» **What to produce**:
Repeat the lines below exactly as written, please, from the line with "return vec![event];" to the line with "let mut id = base_id.clone();", both lines included, and no others.

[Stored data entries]
____________________

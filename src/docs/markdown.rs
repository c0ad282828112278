//! Markdown rendering with heading anchors, TOC and link extraction.

use std::collections::HashSet;

use pulldown_cmark::{Event, HeadingLevel, Options, Parser, Tag, TagEnd, html};
use serde::{Deserialize, Serialize};

use super::paths::{is_page_link, link_to_html};
use super::render::TocEntry;
use crate::config::MarkdownConfig;

#[derive(thiserror::Error, Debug)]
pub enum MarkdownError {
    #[error("invalid markdown extension: {0}")]
    InvalidExtension(String),
}

/// A link from one page to another, as written in the source.
#[derive(Debug, Clone, PartialEq, Eq, Serialize, Deserialize)]
pub struct LinkRef {
    pub href: String,
    /// 1-based line within the rendered Markdown
    pub line: u32,
}

/// Result of rendering markdown.
pub struct MarkdownOutput {
    pub html: String,
    pub toc: Vec<TocEntry>,
    /// Links to other pages, in document order
    pub links: Vec<LinkRef>,
}

/// Parser options for the configured extensions.
pub fn markdown_options(markdown_config: &MarkdownConfig) -> Result<Options, MarkdownError> {
    let mut options = Options::empty();
    for extension in &markdown_config.extensions {
        match extension.as_str() {
            "definition_lists" => options.insert(Options::ENABLE_DEFINITION_LIST),
            "footnotes" => options.insert(Options::ENABLE_FOOTNOTES),
            "gfm" => options.insert(Options::ENABLE_GFM),
            "heading_attributes" => options.insert(Options::ENABLE_HEADING_ATTRIBUTES),
            "strikethrough" => options.insert(Options::ENABLE_STRIKETHROUGH),
            "tables" => options.insert(Options::ENABLE_TABLES),
            "tasklists" => options.insert(Options::ENABLE_TASKLISTS),
            other => return Err(MarkdownError::InvalidExtension(other.to_string())),
        }
    }
    Ok(options)
}

struct HeadingState {
    level: HeadingLevel,
    classes: Vec<String>,
    attrs: Vec<(String, Option<String>)>,
}

/// Render markdown to HTML.
///
/// Headings get unique ids and a permalink anchor. Links to other `.md`
/// pages are collected and rewritten to point at the rendered `.html`.
pub fn render_markdown(markdown: &str, options: Options) -> MarkdownOutput {
    let lines = LineIndex::new(markdown);
    let parser = Parser::new_ext(markdown, options).into_offset_iter();

    let mut in_heading: Option<HeadingState> = None;
    let mut used_heading_ids: HashSet<String> = HashSet::new();
    let mut heading_text = String::new();
    let mut toc_entries: Vec<TocEntry> = Vec::new();
    let mut links: Vec<LinkRef> = Vec::new();

    let events: Vec<Event> = parser
        .flat_map(|(event, range)| match event {
            Event::Start(Tag::Heading {
                level,
                ref id,
                ref classes,
                ref attrs,
            }) => {
                // An explicit id is kept as written
                if let Some(existing_id) = id {
                    used_heading_ids.insert(existing_id.to_string());
                    return vec![event];
                }
                in_heading = Some(HeadingState {
                    level,
                    classes: classes.iter().map(|c| c.to_string()).collect(),
                    attrs: attrs
                        .iter()
                        .map(|(k, v)| (k.to_string(), v.as_ref().map(|v| v.to_string())))
                        .collect(),
                });
                heading_text.clear();
                vec![]
            }
            Event::End(TagEnd::Heading(_)) if in_heading.is_some() => {
                let Some(state) = in_heading.take() else {
                    return vec![];
                };

                let mut base_id = slugify(&heading_text);
                if base_id.is_empty() {
                    base_id = "section".to_string();
                }
                let mut id = base_id.clone();
                let mut suffix = 1;
                while used_heading_ids.contains(&id) {
                    id = format!("{}-{}", base_id, suffix);
                    suffix += 1;
                }
                used_heading_ids.insert(id.clone());

                toc_entries.push(TocEntry {
                    text: heading_text.clone(),
                    id: id.clone(),
                    level: state.level as u8,
                });

                let class_attr = if state.classes.is_empty() {
                    String::new()
                } else {
                    format!(" class=\"{}\"", escape_html(&state.classes.join(" ")))
                };
                let extra_attrs = state
                    .attrs
                    .iter()
                    .map(|(k, v)| match v {
                        Some(val) => format!(" {}=\"{}\"", k, escape_html(val)),
                        None => format!(" {}", k),
                    })
                    .collect::<String>();

                let permalink = format!(
                    "<a class=\"header-anchor\" href=\"#{}\" aria-label=\"Link to this heading\">#</a>",
                    id
                );
                vec![Event::Html(
                    format!(
                        "<h{} id=\"{}\"{}{}>{} {}</h{}>\n",
                        state.level as usize,
                        id,
                        class_attr,
                        extra_attrs,
                        escape_html(&heading_text),
                        permalink,
                        state.level as usize,
                    )
                    .into(),
                )]
            }
            Event::Text(text) | Event::Code(text) if in_heading.is_some() => {
                heading_text.push_str(&text);
                vec![]
            }
            // Inline markup inside a generated heading is flattened to text
            _ if in_heading.is_some() => vec![],
            Event::Start(Tag::Link {
                link_type,
                dest_url,
                title,
                id,
            }) if is_page_link(&dest_url) => {
                links.push(LinkRef {
                    href: dest_url.to_string(),
                    line: lines.line_of(range.start),
                });
                vec![Event::Start(Tag::Link {
                    link_type,
                    dest_url: link_to_html(&dest_url).into(),
                    title,
                    id,
                })]
            }
            _ => vec![event],
        })
        .collect();

    let mut html_output = String::new();
    html::push_html(&mut html_output, events.into_iter());

    MarkdownOutput {
        html: html_output,
        toc: toc_entries,
        links,
    }
}

/// Convert a string to a slug suitable for use as an HTML id.
fn slugify(s: &str) -> String {
    s.to_lowercase()
        .replace(' ', "-")
        .replace(|c: char| !c.is_alphanumeric() && c != '-', "")
}

fn escape_html(s: &str) -> String {
    let mut escaped = String::with_capacity(s.len());
    for c in s.chars() {
        match c {
            '&' => escaped.push_str("&amp;"),
            '<' => escaped.push_str("&lt;"),
            '>' => escaped.push_str("&gt;"),
            '"' => escaped.push_str("&quot;"),
            other => escaped.push(other),
        }
    }
    escaped
}

/// Byte offset to line number lookup.
struct LineIndex {
    starts: Vec<usize>,
}

impl LineIndex {
    fn new(text: &str) -> Self {
        let starts = std::iter::once(0)
            .chain(text.match_indices('\n').map(|(i, _)| i + 1))
            .collect();
        Self { starts }
    }

    fn line_of(&self, offset: usize) -> u32 {
        self.starts.partition_point(|&start| start <= offset) as u32
    }
}
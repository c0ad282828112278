//! Configuration loading from files and the environment.

use std::path::{Path, PathBuf};

use super::{Config, ConfigError};

/// Default config file name, looked up in the working directory.
pub const CONFIG_FILE: &str = "folio.yaml";

/// Prefix of environment variables that override file settings,
/// e.g. `FOLIO__CACHE__ENABLED=false`.
const ENV_PREFIX: &str = "FOLIO";
const ENV_SEPARATOR: &str = "__";

impl Config {
    /// Resolve the `--config-file` argument to an absolute path, defaulting to
    /// `folio.yaml` in the working directory.
    pub fn path_from_arg(config_file: Option<&Path>) -> Result<PathBuf, ConfigError> {
        let config_file = config_file.unwrap_or(Path::new(CONFIG_FILE));
        if config_file.is_relative() {
            Ok(std::env::current_dir()
                .map_err(ConfigError::CwdFailure)?
                .join(config_file))
        } else {
            Ok(config_file.to_path_buf())
        }
    }

    /// Load the config from the command line argument, defaulting to `folio.yaml`
    pub fn load_from_arg(config_file: Option<&Path>) -> Result<Self, ConfigError> {
        let path = Self::path_from_arg(config_file)?;
        Self::load_from_file(&path)
    }

    /// Load and validate the config at `path`, with environment overrides
    /// layered on top.
    pub fn load_from_file(path: &Path) -> Result<Self, ConfigError> {
        if !path.is_file() {
            return Err(ConfigError::NotFound(path.to_path_buf()));
        }
        let path_str = path
            .as_os_str()
            .to_str()
            .ok_or_else(|| ConfigError::EncodePath(path.to_path_buf()))?;

        let config = config::Config::builder()
            .add_source(config::File::new(path_str, config::FileFormat::Yaml))
            .add_source(
                config::Environment::with_prefix(ENV_PREFIX)
                    .prefix_separator(ENV_SEPARATOR)
                    .separator(ENV_SEPARATOR)
                    .try_parsing(true),
            )
            .build()?
            .try_deserialize::<Config>()?;

        config.validate()?;
        Ok(config)
    }
}

/// Directory relative paths in a config file are resolved against.
pub fn base_path_from_config(config_path: &Path) -> PathBuf {
    config_path
        .parent()
        .map(|p| p.to_path_buf())
        .unwrap_or_else(|| PathBuf::from("."))
}

#[cfg(test)]
mod tests {
    use super::*;

    fn write_config(dir: &Path, text: &str) -> PathBuf {
        let path = dir.join(CONFIG_FILE);
        std::fs::write(&path, text).unwrap();
        path
    }

    #[test]
    fn test_load_minimal_config() {
        let dir = tempfile::tempdir().unwrap();
        let path = write_config(
            dir.path(),
            "project:\n  name: Manual\nvolumes:\n  - name: guide\n    path: ./guide\n",
        );

        let config = Config::load_from_file(&path).unwrap();

        assert_eq!(config.project.name, "Manual");
        assert_eq!(config.project.output, PathBuf::from("_build"));
        assert!(config.cache.enabled);
        assert_eq!(config.cache.dir, PathBuf::from(".folio/cache"));
        assert_eq!(config.volumes.len(), 1);
        assert_eq!(config.volumes[0].title(), "Guide");
        assert!(config.markdown.extensions.contains(&"tables".to_string()));
    }

    #[test]
    fn test_load_full_config() {
        let dir = tempfile::tempdir().unwrap();
        let path = write_config(
            dir.path(),
            r#"
project:
  name: Manual
  output: out
cache:
  enabled: false
  dir: tmp/cache
volumes:
  - name: guide
    path: ./guide
    title: User Guide
  - name: api
    path: ./api
markdown:
  extensions: [tables]
"#,
        );

        let config = Config::load_from_file(&path).unwrap();

        assert_eq!(config.project.output, PathBuf::from("out"));
        assert!(!config.cache.enabled);
        assert_eq!(config.volumes[0].title(), "User Guide");
        assert_eq!(config.volumes[1].name, "api");
        assert_eq!(config.markdown.extensions, vec!["tables".to_string()]);
    }

    #[test]
    fn test_missing_file() {
        let dir = tempfile::tempdir().unwrap();
        let result = Config::load_from_file(&dir.path().join(CONFIG_FILE));
        assert!(matches!(result, Err(ConfigError::NotFound(_))));
    }

    #[test]
    fn test_duplicate_volumes_are_rejected_on_load() {
        let dir = tempfile::tempdir().unwrap();
        let path = write_config(
            dir.path(),
            "project:\n  name: Manual\nvolumes:\n  - name: guide\n    path: a\n  - name: guide\n    path: b\n",
        );

        let result = Config::load_from_file(&path);
        assert!(matches!(result, Err(ConfigError::Validation(_))));
    }

    #[test]
    fn test_base_path_from_config() {
        assert_eq!(
            base_path_from_config(Path::new("/project/folio.yaml")),
            PathBuf::from("/project")
        );
        assert_eq!(
            base_path_from_config(Path::new("folio.yaml")),
            PathBuf::from("")
        );
    }
}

____________________

» **Response area**:
                    return vec![event];
                }
                in_heading = Some(HeadingState {
                    level,
                    classes: classes.iter().map(|c| c.to_string()).collect(),
                    attrs: attrs
                        .iter()
                        .map(|(k, v)| (k.to_string(), v.as_ref().map(|v| v.to_string())))
                        .collect(),
                });
                heading_text.clear();
                vec![]
            }
            Event::End(TagEnd::Heading(_)) if in_heading.is_some() => {
                let Some(state) = in_heading.take() else {
                    return vec![];
                };

                let mut base_id = slugify(&heading_text);
                if base_id.is_empty() {
                    base_id = "section".to_string();
                }
                let mut id = base_id.clone();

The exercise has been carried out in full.